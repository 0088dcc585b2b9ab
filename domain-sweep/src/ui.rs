//! Terminal display logic for domain-sweep CLI.
//!
//! Headers go to stderr next to the log lines; dry-run listings and the
//! final summary go to stdout so they can be piped. Uses only the `console`
//! crate for styling.

use console::{pad_str, style, Alignment};
use domain_sweep_lib::{
    alphabet_to_string, read_checkpoint, CandidateSpace, ScanConfig, ScanSummary,
};

/// Print a styled header at the start of a sweep.
pub fn print_header(config: &ScanConfig) {
    eprintln!(
        "{} {} {}",
        style("domain-sweep").bold(),
        style(format!("v{}", env!("CARGO_PKG_VERSION"))).dim(),
        style(format!(
            "· .{} · length {} · [{}]",
            config.tld,
            config.length,
            alphabet_to_string(&config.alphabet)
        ))
        .dim(),
    );

    let resolvers: Vec<String> = config.resolvers.iter().map(|r| r.to_string()).collect();
    eprintln!(
        "{}",
        style(format!(
            "Resolvers: {}  Concurrency: {}  Output: {}",
            resolvers.join(", "),
            config.concurrency,
            config.output_path.display()
        ))
        .dim()
    );
    eprintln!();
}

/// Describe the candidate space and list its first `count` members.
///
/// Honors the resume marker exactly like a real run would, including
/// rejecting a marker that does not belong to the space.
pub async fn print_dry_run(
    config: &ScanConfig,
    count: usize,
) -> Result<(), Box<dyn std::error::Error>> {
    let space = CandidateSpace::from_config(config)?;

    let marker = if config.resume {
        read_checkpoint(config.effective_resume_path()).await?
    } else {
        None
    };
    let candidates = match &marker {
        Some(marker) => space.resume_from(marker)?,
        None => space.iter(),
    };

    println!("{} {}", label("Space:"), format_space_size(space.size()));
    println!(
        "{} .{} · length {} · [{}]",
        label("Pattern:"),
        space.tld(),
        config.length,
        alphabet_to_string(&config.alphabet)
    );
    match (&marker, config.resume) {
        (Some(marker), _) => println!(
            "{} {} (from {})",
            label("Resume:"),
            style(marker).cyan(),
            config.effective_resume_path().display()
        ),
        (None, true) => println!("{} start (no checkpoint)", label("Resume:")),
        (None, false) => println!("{} disabled", label("Resume:")),
    }

    if count > 0 {
        println!("{}", label(&format!("First {}:", count)));
        for domain in candidates.take(count) {
            println!("  {}", domain);
        }
    }
    Ok(())
}

/// Print the end-of-run summary.
pub fn print_summary(summary: &ScanSummary, config: &ScanConfig) {
    let title = if summary.interrupted {
        style("Sweep interrupted").yellow().bold()
    } else {
        style("Sweep complete").green().bold()
    };

    println!();
    println!("{}", title);
    println!("{} {}", label("Checked:"), summary.checked);
    println!(
        "{} {} {}",
        label("Available:"),
        style(summary.available).green().bold(),
        style(format!("→ {}", config.output_path.display())).dim()
    );
    if summary.failures > 0 {
        println!(
            "{} {}",
            label("Failures:"),
            style(summary.failures).yellow()
        );
    }
    if summary.faults > 0 {
        println!("{} {}", label("Faults:"), style(summary.faults).red());
    }
    if summary.skipped > 0 {
        println!("{} {}", label("Skipped:"), summary.skipped);
    }
    if let Some(checkpoint) = &summary.checkpoint {
        println!(
            "{} {} {}",
            label("Checkpoint:"),
            checkpoint,
            style(format!("→ {}", config.checkpoint_path.display())).dim()
        );
    }

    let rate = if summary.elapsed_secs > 0.0 {
        summary.checked as f64 / summary.elapsed_secs
    } else {
        0.0
    };
    println!(
        "{} {:.1}s ({:.0}/s)",
        label("Elapsed:"),
        summary.elapsed_secs,
        rate
    );
}

fn format_space_size(size: Option<u128>) -> String {
    match size {
        Some(1) => "1 candidate".to_string(),
        Some(n) => format!("{} candidates", n),
        None => "more than 2^128 candidates".to_string(),
    }
}

fn label(text: &str) -> String {
    style(pad_str(text, 12, Alignment::Left, None).to_string())
        .bold()
        .to_string()
}
impl EnvConfig {
    /// Overlay every variable that was set onto `config`.
    pub fn apply_to(&self, mut config: ScanConfig) -> Result<ScanConfig, SweepError> {
        if let Some(tld) = &self.tld {
            config = config.with_tld(tld.as_str());
        }
        if let Some(length) = self.length {
            config = config.with_length(length);
        }
        if let Some(alphabet) = &self.alphabet {
            config = config.with_alphabet(alphabet)?;
        }
        if let Some(resolvers) = &self.resolvers {
            config = config.with_resolvers(resolvers.clone());
        }
        if let Some(timeout) = self.timeout {
            config = config.with_timeout(timeout);
        }
        if let Some(retries) = self.retries {
            config = config.with_retries(retries);
        }
        if let Some(concurrency) = self.concurrency {
            config = config.with_concurrency(concurrency);
        }
        if let Some(capacity) = self.queue_capacity {
            config = config.with_queue_capacity(capacity);
        }
        if let Some(output) = &self.output {
            config = config.with_output_path(output);
        }
        if let Some(checkpoint) = &self.checkpoint {
            config = config.with_checkpoint_path(checkpoint);
        }
        if let Some(rate) = self.sample_rate {
            config = config.with_sample_rate(rate);
        }
        if let Some(skip) = self.skip_recorded {
            config = config.with_skip_recorded(skip);
        }
        Ok(config)
    }
}

/// Parse a duration like "500ms", "2s", "1m", or bare seconds.
pub fn parse_duration_string(value: &str) -> Option<Duration> {
    let value = value.trim().to_lowercase();

    if let Some(ms) = value.strip_suffix("ms") {
        ms.trim().parse::<u64>().ok().map(Duration::from_millis)
    } else if let Some(secs) = value.strip_suffix('s') {
        secs.trim().parse::<u64>().ok().map(Duration::from_secs)
    } else if let Some(mins) = value.strip_suffix('m') {
        mins.trim()
            .parse::<u64>()
            .ok()
            .and_then(|m| m.checked_mul(60))
            .map(Duration::from_secs)
    } else {
        // Assume seconds if no unit
        value.parse::<u64>().ok().map(Duration::from_secs)
    }
}

/// Parse "ip" or "ip:port" (IPv6 with port as "[ip]:port"). Port defaults to 53.
pub fn parse_resolver_addr(value: &str) -> Result<SocketAddr, SweepError> {
    let value = value.trim();
    if let Ok(addr) = value.parse::<SocketAddr>() {
        return Ok(addr);
    }
    value
        .parse::<IpAddr>()
        .map(|ip| SocketAddr::new(ip, 53))
        .map_err(|_| SweepError::config(format!("Invalid resolver address '{}'", value)))
}

pub fn parse_resolver_list(values: &[String]) -> Result<Vec<SocketAddr>, SweepError> {
    if values.is_empty() {
        return Err(SweepError::config("Resolver list cannot be empty"));
    }
    values.iter().map(|v| parse_resolver_addr(v)).collect()
}

fn parse_bool(value: &str) -> Option<bool> {
    match value.to_lowercase().as_str() {
        "true" | "1" | "yes" | "on" => Some(true),
        "false" | "0" | "no" | "off" => Some(false),
        _ => None,
    }
}

fn require_duration(field: &str, value: &str) -> Result<Duration, SweepError> {
    parse_duration_string(value).ok_or_else(|| {
        SweepError::config(format!(
            "Invalid {} '{}'. Use a format like '500ms', '2s', '1m'",
            field, value
        ))
    })
}
//! Round-robin resolver pool.
//!
//! The rotation cursor is the only state every worker mutates. It is a
//! single atomic counter taken modulo the pool size: each call hands out
//! some endpoint, consecutive calls walk the list in order, and no endpoint
//! can be skipped indefinitely.

use crate::error::SweepError;
use crate::protocols::{DnsLookup, Lookup};
use crate::types::ScanConfig;
use std::sync::atomic::{AtomicUsize, Ordering};
use std::sync::Arc;
use std::time::Duration;

/// Fixed, ordered set of resolver endpoints shared by all workers.
pub struct ResolverPool {
    endpoints: Vec<Arc<dyn Lookup>>,
    cursor: AtomicUsize,
    deadline: Duration,
}

impl ResolverPool {
    /// Create a pool from prebuilt lookups.
    ///
    /// `deadline` is the hard upper bound a worker waits on one lookup.
    pub fn new(endpoints: Vec<Arc<dyn Lookup>>, deadline: Duration) -> Result<Self, SweepError> {
        if endpoints.is_empty() {
            return Err(SweepError::config("Resolver pool cannot be empty"));
        }

        Ok(Self {
            endpoints,
            cursor: AtomicUsize::new(0),
            deadline,
        })
    }

    /// Create one [`DnsLookup`] per configured resolver.
    pub fn from_config(config: &ScanConfig) -> Result<Self, SweepError> {
        let endpoints = config.endpoints();
        let deadline = endpoints
            .iter()
            .map(|e| e.deadline())
            .max()
            .unwrap_or_default();

        let lookups = endpoints
            .iter()
            .map(|endpoint| Arc::new(DnsLookup::new(endpoint)) as Arc<dyn Lookup>)
            .collect();

        Self::new(lookups, deadline)
    }

    /// Next endpoint in rotation.
    pub fn next(&self) -> &Arc<dyn Lookup> {
        let index = self.cursor.fetch_add(1, Ordering::Relaxed) % self.endpoints.len();
        &self.endpoints[index]
    }

    /// Number of endpoints in the pool.
    pub fn len(&self) -> usize {
        self.endpoints.len()
    }

    /// Never true for a constructed pool.
    pub fn is_empty(&self) -> bool {
        self.endpoints.is_empty()
    }

    /// Hard deadline applied around each lookup.
    pub fn deadline(&self) -> Duration {
        self.deadline
    }
}

impl std::fmt::Debug for ResolverPool {
    fn fmt(&self, f: &mut std::fmt::Formatter<'_>) -> std::fmt::Result {
        let endpoints: Vec<String> = self.endpoints.iter().map(|e| e.endpoint()).collect();
        f.debug_struct("ResolverPool")
            .field("endpoints", &endpoints)
            .field("deadline", &self.deadline)
            .finish()
    }
}

#[cfg(test)]
mod tests {
    use super::*;
    use crate::types::LookupOutcome;
    use async_trait::async_trait;
    use std::collections::HashMap;

    struct Named(&'static str);

    #[async_trait]
    impl Lookup for Named {
        async fn lookup(&self, _domain: &str) -> LookupOutcome {
            LookupOutcome::Resolved
        }

        fn endpoint(&self) -> String {
            self.0.to_string()
        }
    }

    fn pool(names: &[&'static str]) -> ResolverPool {
        let endpoints = names
            .iter()
            .map(|n| Arc::new(Named(n)) as Arc<dyn Lookup>)
            .collect();
        ResolverPool::new(endpoints, Duration::from_secs(1)).unwrap()
    }

    #[test]
    fn test_empty_pool_rejected() {
        assert!(ResolverPool::new(vec![], Duration::from_secs(1)).is_err());
    }

    #[test]
    fn test_rotation_order() {
        let pool = pool(&["a", "b", "c"]);
        let order: Vec<String> = (0..7).map(|_| pool.next().endpoint()).collect();
        assert_eq!(order, ["a", "b", "c", "a", "b", "c", "a"]);
    }

    #[test]
    fn test_concurrent_rotation_is_balanced() {
        let pool = Arc::new(pool(&["a", "b", "c", "d"]));
        let handles: Vec<_> = (0..8)
            .map(|_| {
                let pool = Arc::clone(&pool);
                std::thread::spawn(move || {
                    (0..1000)
                        .map(|_| pool.next().endpoint())
                        .collect::<Vec<_>>()
                })
            })
            .collect();

        let mut counts: HashMap<String, usize> = HashMap::new();
        for handle in handles {
            for name in handle.join().unwrap() {
                *counts.entry(name).or_default() += 1;
            }
        }

        // 8000 draws over 4 endpoints with a shared counter: exactly even.
        assert_eq!(counts.len(), 4);
        assert!(counts.values().all(|&c| c == 2000));
    }

    #[test]
    fn test_from_config_uses_largest_deadline() {
        let config = ScanConfig::default()
            .with_timeout(Duration::from_millis(400))
            .with_retries(2);
        let pool = tokio_test::block_on(async { ResolverPool::from_config(&config) }).unwrap();
        assert_eq!(pool.len(), 4);
        assert_eq!(pool.deadline(), Duration::from_millis(1450));
    }
}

════

What is expected - Taking the records above, retype every line from the one with "(Some(marker), _) =>" down to the one with "the end-of-run summary.", exactly and with nothing else.

Answer section -
        (Some(marker), _) => println!(
            "{} {} (from {})",
            label("Resume:"),
            style(marker).cyan(),
            config.effective_resume_path().display()
        ),
        (None, true) => println!("{} start (no checkpoint)", label("Resume:")),
        (None, false) => println!("{} disabled", label("Resume:")),
    }

    if count > 0 {
        println!("{}", label(&format!("First {}:", count)));
        for domain in candidates.take(count) {
            println!("  {}", domain);
        }
    }
    Ok(())
}

/// Print the end-of-run summary.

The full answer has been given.